Natural selection and free market economics are both good algorithms
for arriving at a good solution to a problem. But, as anyone who has
toyed with evolutionary computation (EC) or genetic algorithms (GA)
will tell you, you have to frame the problem very carefully, or else
the system will efficiently come up with a solution to the wrong
problem.

My friend
Mark
tells the story of a programming contest in which the goal was to
write a program to control a simulated soccer team. The game engine
took care of the game physics, such as determining where the ball went
once it was kicked; it also provided simulated soccer players who
could run, walk, kick, etc. The contestants had to write a program
that would direct these players, telling them when and where to walk,
run, kick, and so forth.

One entrant decided to use a genetic algorithm to come up with his
entry (that is, he wrote a program that would write a second program,
which would in turn control a third program, the game engine). He
noticed that the evolved program did something very odd: sometimes
soccer players would walk backward all the way around the field, then
shoot forward and kick the ball into the goal.

It turned out that his evolved program had discovered a bug in the
game engine: the simulated players grew tired the more they ran. That
is, each player had a “fatigue” number. Each time the player took a
step forward, the game engine added one to that number. The higher the
fatigue, the less well the player could run, and the less accurate his
aim.

The evolved program discovered that this worked in reverse as well: if
a player took a step backward, the game engine
subtracted one from the fatigue counter. So it had the
players walk backward around the field, which produced the same effect
as letting them rest for a few hours.

The moral of the story is that the evolved program solved the problem
that was given it, not the problem that the contest organizers had in
mind.

In the same way, elections are won not by the best candidates, but by
those best able to win elections. Students with high SAT scores are
not necessarily the smartest, but those who are best at passing
standardized tests. And the free market rewards not those who make the
best and cheapest products, but those who are best at making money.

Now, this is not an anti-free-market polemic. I like the free
market. It has given us dirt-cheap
computers[1],
oranges in winter, and a panoply of ethnic restaurants in Bethesda.

But it has also given us outsourcing, Enron, Jack Abramoff, and bogus
Medicare reform.

In evolution, it doesn’t make sense to ask whether, say, scales are
better than feathers. You always have to ask the question in a given
context. If a sparrow were born with scales on its wings instead of
feathers, it wouldn’t be able to fly as well, and wouldn’t be as
successful in gathering food or escaping predators as other sparrows
around it. Then again, if it were an ostritch or other flightless
bird, the scales might act as armor and give it some protection from
predators. It depends on the situation.

Likewise, in business, you may ask whether advertising works better
than bribery. If your company makes products with broad appeal, such
as cars, beer, or MP3 players, then advertising is a cost-effective
way of raising money. But if your company is a government contractor
that specializes in supporting one particular DoD program, then you
may find that it’s more cost-effective to lobby, schmooze, or bribe
the official in charge of that program. It depends on the situation.
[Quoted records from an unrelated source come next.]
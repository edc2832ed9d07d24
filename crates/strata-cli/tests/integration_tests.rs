//! Integration tests for strata-cli.

use std::fs;
use std::path::Path;

use assert_cmd::Command;
use predicates::prelude::*;
use tempfile::TempDir;

const FALLBACK: &str = "# No specific description for this package.\n";

/// `strata` run inside `dir`, with user config and env overrides isolated.
fn strata(dir: &Path) -> Command {
    let mut cmd = Command::cargo_bin("strata").unwrap();
    cmd.current_dir(dir)
        .env("HOME", dir)
        .env("XDG_CONFIG_HOME", dir.join(".config"))
        .env_remove("RUST_LOG")
        .env_remove("STRATA_DEFAULTS__OUTPUT_DIR")
        .env_remove("STRATA_DEFAULTS__MARKER_FILE")
        .env_remove("STRATA_OUTPUT__FORMAT");
    cmd
}

fn json_stdout(cmd: &mut Command) -> serde_json::Value {
    let out = cmd.assert().success().get_output().stdout.clone();
    serde_json::from_slice(&out).unwrap()
}

// ── help / version ────────────────────────────────────────────────────────────

#[test]
fn help_lists_subcommands() {
    let temp = TempDir::new().unwrap();
    strata(temp.path())
        .arg("--help")
        .assert()
        .success()
        .stdout(predicate::str::contains("scaffold"))
        .stdout(predicate::str::contains("bootstrap"))
        .stdout(predicate::str::contains("layout"));
}

#[test]
fn version_flag() {
    let temp = TempDir::new().unwrap();
    strata(temp.path())
        .arg("--version")
        .assert()
        .success()
        .stdout(predicate::str::contains(env!("CARGO_PKG_VERSION")));
}

#[test]
fn no_arguments_is_usage_error() {
    let temp = TempDir::new().unwrap();
    strata(temp.path()).assert().code(2);
}

// ── scaffold ──────────────────────────────────────────────────────────────────

#[test]
fn scaffold_creates_documented_tree() {
    let temp = TempDir::new().unwrap();
    let out = temp.path().join("out");

    strata(temp.path())
        .args(["scaffold", "shop", "--output"])
        .arg(&out)
        .assert()
        .success()
        .stdout(predicate::str::contains("Created 22 directories and 21 marker files"));

    let models = fs::read_to_string(out.join("shop/domain/models/__init__.py")).unwrap();
    assert!(models.starts_with("# Domain models"));

    let graphql = fs::read_to_string(out.join("shop/interfaces/graphql/__init__.py")).unwrap();
    assert_eq!(graphql, FALLBACK);

    let tests_root = fs::read_to_string(out.join("tests/shop/__init__.py")).unwrap();
    assert_eq!(tests_root, FALLBACK);

    assert!(out.join("shop/application").is_dir());
    assert!(!out.join("shop/__init__.py").exists());
}

#[test]
fn scaffold_defaults_to_generated_projects() {
    let temp = TempDir::new().unwrap();

    strata(temp.path()).args(["new", "shop"]).assert().success();

    assert!(temp
        .path()
        .join("generated_projects/shop/infrastructure/db/__init__.py")
        .is_file());
    assert!(temp.path().join("generated_projects/tests/shop/domain").is_dir());
}

#[test]
fn scaffold_twice_converges() {
    let temp = TempDir::new().unwrap();
    let marker = temp.path().join("out/shop/domain/__init__.py");

    strata(temp.path()).args(["scaffold", "shop", "-o", "out"]).assert().success();
    fs::write(&marker, "edited").unwrap();
    strata(temp.path()).args(["scaffold", "shop", "-o", "out"]).assert().success();

    assert!(fs::read_to_string(&marker).unwrap().starts_with("# The domain layer"));
}

#[test]
fn scaffold_custom_marker() {
    let temp = TempDir::new().unwrap();

    strata(temp.path())
        .args(["scaffold", "shop", "-o", "out", "--marker", "README.md"])
        .assert()
        .success();

    assert!(temp.path().join("out/shop/domain/README.md").is_file());
    assert!(!temp.path().join("out/shop/domain/__init__.py").exists());
}

#[test]
fn scaffold_dry_run_writes_nothing() {
    let temp = TempDir::new().unwrap();

    strata(temp.path())
        .args(["scaffold", "shop", "-o", "out", "--dry-run"])
        .assert()
        .success()
        .stdout(predicate::str::contains("Dry run"))
        .stdout(predicate::str::contains("domain/models/__init__.py"));

    assert!(!temp.path().join("out").exists());
}

#[test]
fn scaffold_dry_run_json() {
    let temp = TempDir::new().unwrap();

    let plan = json_stdout(strata(temp.path()).args([
        "scaffold",
        "shop",
        "-o",
        "out",
        "--dry-run",
        "--output-format",
        "json",
    ]));

    assert_eq!(plan["dry_run"], true);
    assert_eq!(plan["nodes"].as_array().unwrap().len(), 22);
}

#[test]
fn scaffold_json_reports_state() {
    let temp = TempDir::new().unwrap();

    let state = json_stdout(strata(temp.path()).args([
        "--output-format",
        "json",
        "scaffold",
        "shop",
        "-o",
        "out",
    ]));

    assert_eq!(state["markers"].as_array().unwrap().len(), 21);
    assert!(state["project_root"].as_str().unwrap().ends_with("shop"));
}

#[test]
fn quiet_scaffold_prints_nothing() {
    let temp = TempDir::new().unwrap();

    strata(temp.path())
        .args(["-q", "scaffold", "shop", "-o", "out"])
        .assert()
        .success()
        .stdout(predicate::str::is_empty());
}

#[test]
fn verbose_scaffold_logs_to_stderr() {
    let temp = TempDir::new().unwrap();

    strata(temp.path())
        .args(["-v", "scaffold", "shop", "-o", "out"])
        .assert()
        .success()
        .stderr(predicate::str::contains("INFO"));
}

// ── layout ────────────────────────────────────────────────────────────────────

#[test]
fn layout_table_shows_both_sections() {
    let temp = TempDir::new().unwrap();
    strata(temp.path())
        .arg("layout")
        .assert()
        .success()
        .stdout(predicate::str::contains("Project (main)"))
        .stdout(predicate::str::contains("Tests (tests)"))
        .stdout(predicate::str::contains("api_rest/"));
}

#[test]
fn layout_json_lists_every_entry() {
    let temp = TempDir::new().unwrap();
    let entries = json_stdout(strata(temp.path()).args(["ls", "--format", "json"]));

    let entries = entries.as_array().unwrap();
    assert_eq!(entries.len(), 22);
    assert!(entries
        .iter()
        .any(|e| e["path"] == "interfaces/api_rest/routes" && e["described"] == true));
}

#[test]
fn layout_csv_has_header() {
    let temp = TempDir::new().unwrap();
    strata(temp.path())
        .args(["layout", "--format", "csv"])
        .assert()
        .success()
        .stdout(predicate::str::starts_with(
            "section,path,package,described,description\n",
        ))
        .stdout(predicate::str::contains("tests,domain,true,false,"));
}

// ── bootstrap ─────────────────────────────────────────────────────────────────

#[test]
fn bootstrap_dry_run_lists_steps_in_order() {
    let temp = TempDir::new().unwrap();

    let output = strata(temp.path())
        .args(["bootstrap", "svc", "-o", "out", "--dry-run"])
        .assert()
        .success()
        .get_output()
        .stdout
        .clone();
    let text = String::from_utf8(output).unwrap();

    let order = [
        "ensure-poetry",
        "create-project",
        "add-dev-dependencies",
        "init-git",
        "init-commitizen",
        "register-alias",
        "stage-files",
        "initial-commit",
    ];
    let positions: Vec<usize> = order.iter().map(|s| text.find(s).unwrap()).collect();
    assert!(positions.windows(2).all(|w| w[0] < w[1]));
    assert!(text.contains("poetry new svc"));
    assert!(!temp.path().join("out").exists());
}

#[test]
fn bootstrap_honours_config_file() {
    let temp = TempDir::new().unwrap();
    let config = temp.path().join("strata.toml");
    fs::write(
        &config,
        "[bootstrap]\ndev_dependencies = []\nregister_git_alias = false\n",
    )
    .unwrap();

    strata(temp.path())
        .args(["bootstrap", "--dry-run", "--config"])
        .arg(&config)
        .assert()
        .success()
        .stdout(predicate::str::contains("poetry new my_project"))
        .stdout(predicate::str::contains("add-dev-dependencies").not())
        .stdout(predicate::str::contains("register-alias").not());
}

/// Stand-ins for `poetry` and `git` that succeed silently; `poetry new NAME`
/// creates the project directory like the real tool.
#[cfg(unix)]
fn fake_toolchain(dir: &Path) -> std::ffi::OsString {
    use std::os::unix::fs::PermissionsExt;

    let bin = dir.join("bin");
    fs::create_dir_all(&bin).unwrap();
    let scripts = [
        ("poetry", "#!/bin/sh\nif [ \"$1\" = new ]; then mkdir -p \"$2\"; fi\nexit 0\n"),
        ("git", "#!/bin/sh\nexit 0\n"),
    ];
    for (name, body) in scripts {
        let path = bin.join(name);
        fs::write(&path, body).unwrap();
        fs::set_permissions(&path, fs::Permissions::from_mode(0o755)).unwrap();
    }

    let mut paths = vec![bin];
    if let Some(existing) = std::env::var_os("PATH") {
        paths.extend(std::env::split_paths(&existing));
    }
    std::env::join_paths(paths).unwrap()
}

#[cfg(unix)]
#[test]
fn bootstrap_json_output_is_a_single_document() {
    let temp = TempDir::new().unwrap();
    let path = fake_toolchain(temp.path());

    // poetry is "installed", so ensure-poetry is skipped and would warn.
    let state = json_stdout(
        strata(temp.path())
            .env("PATH", path)
            .args(["--output-format", "json", "bootstrap", "svc", "-o", "out", "--yes"]),
    );

    assert_eq!(state["markers"].as_array().unwrap().len(), 21);
    assert!(temp.path().join("out/svc/svc/domain/models/__init__.py").is_file());
}

// ── init / config ─────────────────────────────────────────────────────────────

#[test]
fn init_local_then_refuses_overwrite() {
    let temp = TempDir::new().unwrap();

    strata(temp.path()).args(["init", "--local"]).assert().success();
    let written = fs::read_to_string(temp.path().join(".strata.toml")).unwrap();
    assert!(written.contains("marker_file = \"__init__.py\""));

    strata(temp.path())
        .args(["init", "--local"])
        .assert()
        .code(2)
        .stderr(predicate::str::contains("--force"));

    strata(temp.path())
        .args(["init", "--local", "--force"])
        .assert()
        .success();
}

#[test]
fn config_set_persists_and_applies() {
    let temp = TempDir::new().unwrap();
    let config = temp.path().join("c.toml");

    strata(temp.path())
        .args(["config", "set", "defaults.marker_file", "README.md", "--config"])
        .arg(&config)
        .assert()
        .success();

    strata(temp.path())
        .args(["config", "get", "defaults.marker_file", "--config"])
        .arg(&config)
        .assert()
        .success()
        .stdout("README.md\n");

    strata(temp.path())
        .args(["scaffold", "shop", "-o", "out", "--config"])
        .arg(&config)
        .assert()
        .success();
    assert!(temp.path().join("out/shop/domain/README.md").is_file());
}

#[test]
fn local_config_file_is_picked_up() {
    let temp = TempDir::new().unwrap();
    fs::write(
        temp.path().join(".strata.toml"),
        "[defaults]\noutput_dir = \"elsewhere\"\n",
    )
    .unwrap();

    strata(temp.path()).args(["scaffold", "shop"]).assert().success();
    assert!(temp.path().join("elsewhere/shop/domain").is_dir());
}

#[test]
fn environment_overrides_files() {
    let temp = TempDir::new().unwrap();
    fs::write(
        temp.path().join(".strata.toml"),
        "[defaults]\noutput_dir = \"from_file\"\n",
    )
    .unwrap();

    strata(temp.path())
        .env("STRATA_DEFAULTS__OUTPUT_DIR", "from_env")
        .args(["scaffold", "shop"])
        .assert()
        .success();

    assert!(temp.path().join("from_env/shop").is_dir());
    assert!(!temp.path().join("from_file").exists());
}

#[test]
fn config_list_shows_dotted_keys() {
    let temp = TempDir::new().unwrap();
    strata(temp.path())
        .args(["config", "list"])
        .assert()
        .success()
        .stdout(predicate::str::contains("defaults.output_dir = generated_projects"))
        .stdout(predicate::str::contains("bootstrap.register_git_alias = true"));
}

#[test]
fn config_path_prefers_local_file() {
    let temp = TempDir::new().unwrap();
    fs::write(temp.path().join(".strata.toml"), "").unwrap();

    strata(temp.path())
        .args(["config", "path"])
        .assert()
        .success()
        .stdout(".strata.toml\n");
}

// ── completions ───────────────────────────────────────────────────────────────

#[test]
fn shell_completions() {
    let temp = TempDir::new().unwrap();
    strata(temp.path())
        .args(["completions", "bash"])
        .assert()
        .success()
        .stdout(predicate::str::contains("strata"));
}
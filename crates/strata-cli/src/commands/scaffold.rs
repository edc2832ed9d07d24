//! Implementation of the `strata scaffold` command.
//!
//! Responsibility: turn CLI arguments into a project name, output root and
//! marker, call the core scaffold service, and display results. No business
//! logic lives here.

use std::path::{Path, PathBuf};

use serde::Serialize;
use tracing::{info, instrument};

use strata_adapters::LocalFilesystem;
use strata_core::{
    application::ScaffoldService,
    domain::{GeneratedFilesystemState, MarkerFile, ProjectName, ScaffoldTree},
    error::StrataError,
};

use crate::{
    cli::ScaffoldArgs,
    config::AppConfig,
    error::CliResult,
    output::OutputManager,
};

/// Execute the `strata scaffold` command.
///
/// 1. Validate the project name and marker
/// 2. Resolve the output root (flag, then config)
/// 3. Early-exit with the plan if `--dry-run`
/// 4. Materialize via `ScaffoldService`
/// 5. Print the result
#[instrument(skip_all, fields(project = %args.name))]
pub fn execute(args: ScaffoldArgs, config: AppConfig, output: OutputManager) -> CliResult<()> {
    let project = ProjectName::new(args.name.as_str()).map_err(StrataError::from)?;
    let marker = resolve_marker(args.marker.as_deref(), &config)?;
    let output_root = resolve_output_root(args.output, &config);

    let service = ScaffoldService::new(Box::new(LocalFilesystem::new()));

    if args.dry_run {
        let tree = service.plan(&project, &output_root);
        return render_plan(&tree, &marker, &output);
    }

    output.header(&format!("Scaffolding '{project}'..."))?;
    let state = service.scaffold(&project, &output_root, &marker)?;
    info!(
        project_root = %state.project_root.display(),
        markers = state.marker_count(),
        "Scaffold finished"
    );

    render_state(&state, &output)
}

// ── Shared with `bootstrap` ───────────────────────────────────────────────────

/// `--marker` wins over `defaults.marker_file`.
///
/// A bad flag is a usage error; a bad config value is a configuration error.
pub fn resolve_marker(flag: Option<&str>, config: &AppConfig) -> CliResult<MarkerFile> {
    match flag {
        Some(name) => Ok(MarkerFile::new(name).map_err(StrataError::from)?),
        None => config.marker_file(),
    }
}

pub fn resolve_output_root(flag: Option<PathBuf>, config: &AppConfig) -> PathBuf {
    flag.unwrap_or_else(|| config.defaults.output_dir.clone())
}

pub fn render_state(state: &GeneratedFilesystemState, output: &OutputManager) -> CliResult<()> {
    if output.is_json() {
        return output.json(state);
    }

    output.success(&format!(
        "Created {} directories and {} marker files",
        state.directory_count(),
        state.marker_count()
    ))?;
    output.print(&format!("  Project: {}", state.project_root.display()))?;
    output.print(&format!("  Tests:   {}", state.tests_root.display()))?;
    Ok(())
}

// ── Dry run ───────────────────────────────────────────────────────────────────

#[derive(Debug, Serialize)]
struct PlannedNode<'a> {
    path: &'a Path,
    marker: Option<PathBuf>,
    described: bool,
}

#[derive(Debug, Serialize)]
struct Plan<'a> {
    dry_run: bool,
    project_root: PathBuf,
    tests_root: PathBuf,
    nodes: Vec<PlannedNode<'a>>,
}

fn plan_of<'a>(tree: &'a ScaffoldTree, marker: &MarkerFile) -> Plan<'a> {
    Plan {
        dry_run: true,
        project_root: tree.project_root(),
        tests_root: tree.tests_root(),
        nodes: tree
            .nodes()
            .map(|node| PlannedNode {
                path: &node.path,
                marker: node.is_package.then(|| node.marker_path(marker)),
                described: node.has_description(),
            })
            .collect(),
    }
}

fn render_plan(tree: &ScaffoldTree, marker: &MarkerFile, output: &OutputManager) -> CliResult<()> {
    let plan = plan_of(tree, marker);
    if output.is_json() {
        return output.json(&plan);
    }

    output.info(&format!(
        "Dry run: would create {} directories and {} marker files",
        tree.directory_count(),
        tree.package_count()
    ))?;
    for node in &plan.nodes {
        let line = match &node.marker {
            Some(path) if node.described => format!("  {}", path.display()),
            Some(path) => format!("  {}  (generic)", path.display()),
            None => format!("  {}/", node.path.display()),
        };
        output.print(&line)?;
    }
    Ok(())
}

// ── Tests ─────────────────────────────────────────────────────────────────────
//! Filesystem adapters.

mod local;
mod memory;

pub use local::LocalFilesystem;
pub use memory::MemoryFilesystem;
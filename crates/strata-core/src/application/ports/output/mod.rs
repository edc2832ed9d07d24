//! Driven (output) ports - implemented by infrastructure.
//!
//! These traits define what the application needs from external systems.
//! The `strata-adapters` crate provides implementations.

use crate::error::StrataResult;
use std::path::Path;

/// Port for filesystem operations.
///
/// Implemented by:
/// - `strata_adapters::filesystem::LocalFilesystem` (production)
/// - `strata_adapters::filesystem::MemoryFilesystem` (testing)
///
/// ## Contract
///
/// - `create_dir_all` succeeds when the directory already exists and fails
///   when any component of `path` is an existing non-directory.
/// - `write_file` creates or truncates; the parent must already exist.
/// - Failures are reported as `ApplicationError::FilesystemError` naming the
///   path that could not be created or written.
#[cfg_attr(test, mockall::automock)]
pub trait Filesystem: Send + Sync {
    /// Create a directory and all parent directories.
    fn create_dir_all(&self, path: &Path) -> StrataResult<()>;

    /// Write content to a file, replacing any previous content.
    fn write_file(&self, path: &Path, content: &str) -> StrataResult<()>;

    /// Check if path exists.
    fn exists(&self, path: &Path) -> bool;

    /// Check if path exists and is a directory.
    fn is_dir(&self, path: &Path) -> bool;
}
As this last example demonstrates, even if the system is set up
correctly, sometimes the winning strategy is to change the rules of
the game. If you’re a lion and the other lion is stronger than you,
kill his cubs; that way, your cubs won’t have to compete against his
genes. If you’re a pharmaceutical company, and lawsuits over defective
products are cutting into your profits, hire a lobbyist to have the
law changed to limit damages; it’s cheaper than improving quality
control.

And this is where we have to be careful. The American Dream is “build
a better mousetrap, and the world will beat a path to your door”.
You’re free to start from nothing, open your own business, and by dint
of hard work and perseverance, build that up into, well, the sky’s the
limit.

The fly in that ointment is that if your dream is to open a bookstore,
you’re going to be competing against Borders and Amazon.com. If you
want to open a sporting goods store, you’re going to be competing
against Wal-Mart. If you want to develop and sell a new Internet chat
system, you’re going to be competing against AOL and Microsoft. In an
ideal world, your business would spur them to improve their products
until they’re better than yours. In reality, however, it may be
cheaper and easier for them to out-advertise you, harass you with
protracted patent lawsuits, or sell their products at a loss until you
go out of business. And if that happens, the end-user doesn’t get a
superior product. The free market system has failed.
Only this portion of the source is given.